Building Fertility: Field Trial on Nitrogen Efficiency

Last year you may have read an article about our local farmer-led watershed group, the Eau Pleine Partnership for Integrated Conservation (EPPIC), presenting a Nitrogen Use Efficiency study of corn silage at a farm in Colby. The NUE program was started in 2021 by UW Extension and Discovery Farms to conduct field research with, and for, farmers for on-field research of water quality and managing field fertility. The NUE project helps set up trials that evaluate nitrogen management practices in cropping systems. With the trial last year we wanted to find out the performance of the corn silage with different rates of nitrogen applied, and if there is an advantage or disadvantage (for nitrogen efficiency, crop performance) using conservation implemented practices of no-till, terminated cover crop, and interseeded companion crops. The results from the trial revealed surprising results: that corn had similar, if not better, performance with reduced nitrogen. That winter, the farmer who hosted the trial came to my office armed with a pen and notepad, and said “we are doing this again.” And that is exactly what we did with some additions; to see if specific agronomic practices can create efficient nitrogen use, especially when it is limited. The trial was set up as thirdyear corn (meaning it was corn silage for three consecutive seasons) with two plots made up of three strips (Table 1), each with a different agronomic practice: no-till, no-till with terminated cover crop, and no-till with terminated cover and inter-seeded companion crops. Each plot received fall-applied manure (6000 gal/a), 3 gal/a of 5-20-5 at planting, but one of the plots continued with a full nitrogen program; applying 20 gals/a of 28% at planting and 20 gals/a of 28% at V10 (Y-dropped). It was 169 credits (plot A-C) of N applied versus 123 credits (plot D-F) of N. To make things even more interesting we added a strip (Q) that didn’t get any fertilizer (no starter, no side-side dress, no-nothing.) That “no-nothing” plot had only the fall applied manure and the no-till to rely on for it’s fertility needs. To track each plot’s/strip’s progress we sampled pre-plant, pre-side dress, and preharvest soil nitrate tests, and harvested silage samples (2 samples/strip) analyzed for yield (wet and dry matter ton/a), feed quality, and nitrogen use efficiency.

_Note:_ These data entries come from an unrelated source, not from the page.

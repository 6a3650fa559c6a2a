//! Entity descriptors and convention-based column classification.
//!
//! A [`Schema`] lists an entity's fields in declaration order, each mapped to
//! a storage column. The column name alone decides how the engine treats the
//! field:
//!
//! | Column | Kind | SELECT | INSERT / UPDATE |
//! |--------|------|--------|-----------------|
//! | `""`, `"-"` | [`ColumnKind::Ignored`] | no | no |
//! | `id` | [`ColumnKind::Identity`] | yes | never (database-generated) |
//! | `createdAt`, `updatedAt`, `deletedAt` | [`ColumnKind::Audit`] | yes | engine-generated |
//! | anything else | [`ColumnKind::Writable`] | yes | yes |

use crate::query::is_valid_identifier;

pub const IDENTITY_COLUMN: &str = "id";
pub const CREATED_AT_COLUMN: &str = "createdAt";
pub const UPDATED_AT_COLUMN: &str = "updatedAt";
pub const DELETED_AT_COLUMN: &str = "deletedAt";

const IGNORE_MARKER: &str = "-";

#[derive(Debug, Clone, Copy, PartialEq, Eq)]
pub enum ColumnKind {
    Ignored,
    Identity,
    Audit,
    Writable,
}

impl ColumnKind {
    pub fn classify(column: &str) -> Self {
        match column {
            "" | IGNORE_MARKER => ColumnKind::Ignored,
            IDENTITY_COLUMN => ColumnKind::Identity,
            CREATED_AT_COLUMN | UPDATED_AT_COLUMN | DELETED_AT_COLUMN => ColumnKind::Audit,
            _ => ColumnKind::Writable,
        }
    }

    pub fn is_selectable(self) -> bool {
        self != ColumnKind::Ignored
    }
}

#[derive(Debug, Clone, PartialEq, Eq)]
pub struct Field {
    pub name: &'static str,
    pub column: &'static str,
    pub kind: ColumnKind,
}

#[derive(Debug, Clone, PartialEq, Eq)]
pub enum SchemaError {
    MissingIdentity,
    DuplicateIdentity { fields: Vec<&'static str> },
    DuplicateColumn(&'static str),
    InvalidColumn { field: &'static str, column: &'static str },
}

impl std::fmt::Display for SchemaError {
    fn fmt(&self, f: &mut std::fmt::Formatter<'_>) -> std::fmt::Result {
        match self {
            SchemaError::MissingIdentity => {
                write!(f, "Schema has no field mapped to the `{IDENTITY_COLUMN}` column")
            }
            SchemaError::DuplicateIdentity { fields } => write!(
                f,
                "Schema maps more than one field to `{IDENTITY_COLUMN}`: {}",
                fields.join(", ")
            ),
            SchemaError::DuplicateColumn(column) => {
                write!(f, "Column `{column}` is mapped more than once")
            }
            SchemaError::InvalidColumn { field, column } => {
                write!(f, "Field `{field}` maps to invalid column name `{column}`")
            }
        }
    }
}

impl std::error::Error for SchemaError {}

/// Validated entity descriptor. Built with [`Schema::builder`].
#[derive(Debug, Clone, PartialEq, Eq)]
pub struct Schema {
    fields: Vec<Field>,
    identity: usize,
}

impl Schema {
    pub fn builder() -> SchemaBuilder {
        SchemaBuilder { fields: Vec::new() }
    }

    /// All fields in declaration order, ignored ones included.
    pub fn fields(&self) -> &[Field] {
        &self.fields
    }

    /// The single identity field.
    pub fn identity(&self) -> &Field {
        &self.fields[self.identity]
    }

    pub fn writable(&self) -> impl Iterator<Item = &Field> {
        self.fields.iter().filter(|f| f.kind == ColumnKind::Writable)
    }

    pub fn selectable(&self) -> impl Iterator<Item = &Field> {
        self.fields.iter().filter(|f| f.kind.is_selectable())
    }
}

pub struct SchemaBuilder {
    fields: Vec<Field>,
}

impl SchemaBuilder {
    /// Map a logical field to a storage column.
    pub fn field(mut self, name: &'static str, column: &'static str) -> Self {
        self.fields.push(Field {
            name,
            column,
            kind: ColumnKind::classify(column),
        });
        self
    }

    /// Declare a field that never takes part in generated SQL.
    pub fn ignore(self, name: &'static str) -> Self {
        self.field(name, IGNORE_MARKER)
    }

    pub fn build(self) -> Result<Schema, SchemaError> {
        let identities: Vec<usize> = self
            .fields
            .iter()
            .enumerate()
            .filter(|(_, f)| f.kind == ColumnKind::Identity)
            .map(|(idx, _)| idx)
            .collect();
        let identity = match identities.as_slice() {
            [] => return Err(SchemaError::MissingIdentity),
            [idx] => *idx,
            _ => {
                return Err(SchemaError::DuplicateIdentity {
                    fields: identities.iter().map(|&idx| self.fields[idx].name).collect(),
                })
            }
        };

        let mut seen: Vec<&'static str> = Vec::with_capacity(self.fields.len());
        for field in self.fields.iter().filter(|f| f.kind.is_selectable()) {
            if !is_valid_identifier(field.column) {
                return Err(SchemaError::InvalidColumn {
                    field: field.name,
                    column: field.column,
                });
            }
            if seen.contains(&field.column) {
                return Err(SchemaError::DuplicateColumn(field.column));
            }
            seen.push(field.column);
        }

        Ok(Schema {
            fields: self.fields,
            identity,
        })
    }
}
//! Keyboard handling
//!
//! Polls macroquad once per frame and turns key presses into [`InputEvent`]s.

use crate::app::InputEvent;
use crate::rasterizer::CullMode;
use macroquad::prelude::*;

const WATCHED_KEYS: [KeyCode; 8] = [
    KeyCode::Escape,
    KeyCode::Key1,
    KeyCode::Key2,
    KeyCode::Key3,
    KeyCode::Key4,
    KeyCode::C,
    KeyCode::X,
    KeyCode::D,
];

/// Key binding table
pub fn event_for_key(key: KeyCode) -> Option<InputEvent> {
    match key {
        KeyCode::Escape => Some(InputEvent::Quit),
        KeyCode::Key1 => Some(InputEvent::SelectMode(1)),
        KeyCode::Key2 => Some(InputEvent::SelectMode(2)),
        KeyCode::Key3 => Some(InputEvent::SelectMode(3)),
        KeyCode::Key4 => Some(InputEvent::SelectMode(4)),
        KeyCode::C => Some(InputEvent::SetCull(CullMode::Backface)),
        KeyCode::X | KeyCode::D => Some(InputEvent::SetCull(CullMode::None)),
        _ => None,
    }
}

/// Collect this frame's events
pub fn poll_events() -> Vec<InputEvent> {
    WATCHED_KEYS
        .iter()
        .filter(|&&key| is_key_pressed(key))
        .filter_map(|&key| event_for_key(key))
        .collect()
}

If the so-called “soil health” concept was right, we should see nitrogen produced, on its own, in the soil, be more accessible with the assistance the companion crops, as well as be released into the soil by terminated cover crops. Throughout the year the plots were nearly identical, but the “no-nothing” plot was looking a little shorter than the rest, but still plenty green. As a matter of fact, the plot was vibrant and the nicest looking corn in the area.

Early predictions amongst collaborators were expecting good results from the reduced nitrogen plot, but none of us expected how well it turned out: yields were statistically identical (Table 2). Wet ton yields generally differed 1-2 tons/a, and Dry Matter (DM) was even closer, 0.4-1 ton/a. Where we do see significant differences, however, is the efficiency of nitrogen used, with reduced-nitrogen plot boasting significant values that were 20% better than the full-nitrogen plot, and with better feed value as well. Not surprising, to me at least, was the advantage the interseeded companion crops gave the corn silage in each plot, with top yield marks, feed value, and very high nitrogen uptake. Strip Q, the no-nothing plot, stole the show with results that exceeded expectations. When compared to the best-value in each category, it was only -5 tons/a on wet yield, -1.2 DM/a, had the best NDFD30, and a staggering 242% nitrogen use efficiency. Yes, the yield was lower, but not at any severe amount. The corn only had 54 credits of nitrogen from the fall applied manure to work with, but yet it managed to pull 77 extra credits of nitrogen out of the ground.

Looking at the performances of the corn silage with limited nitrogen, for the second year in a row, it shows us conservation implemented practices can bring more productivity to nitrogen management. Cover cropping after harvest or interseeding companion crops in season is critical for long-term minimum-till/notill operations to stimulate the soil profile from compaction, store nutrients, and reduce surface runoff. With limited interaction of diverse roots and the presence of residue, there is a lack of soil aggregate development. Soil aggregates encourage enhanced root growth, more nutrient access, elevated microbial activity, better water management, and more oxygen.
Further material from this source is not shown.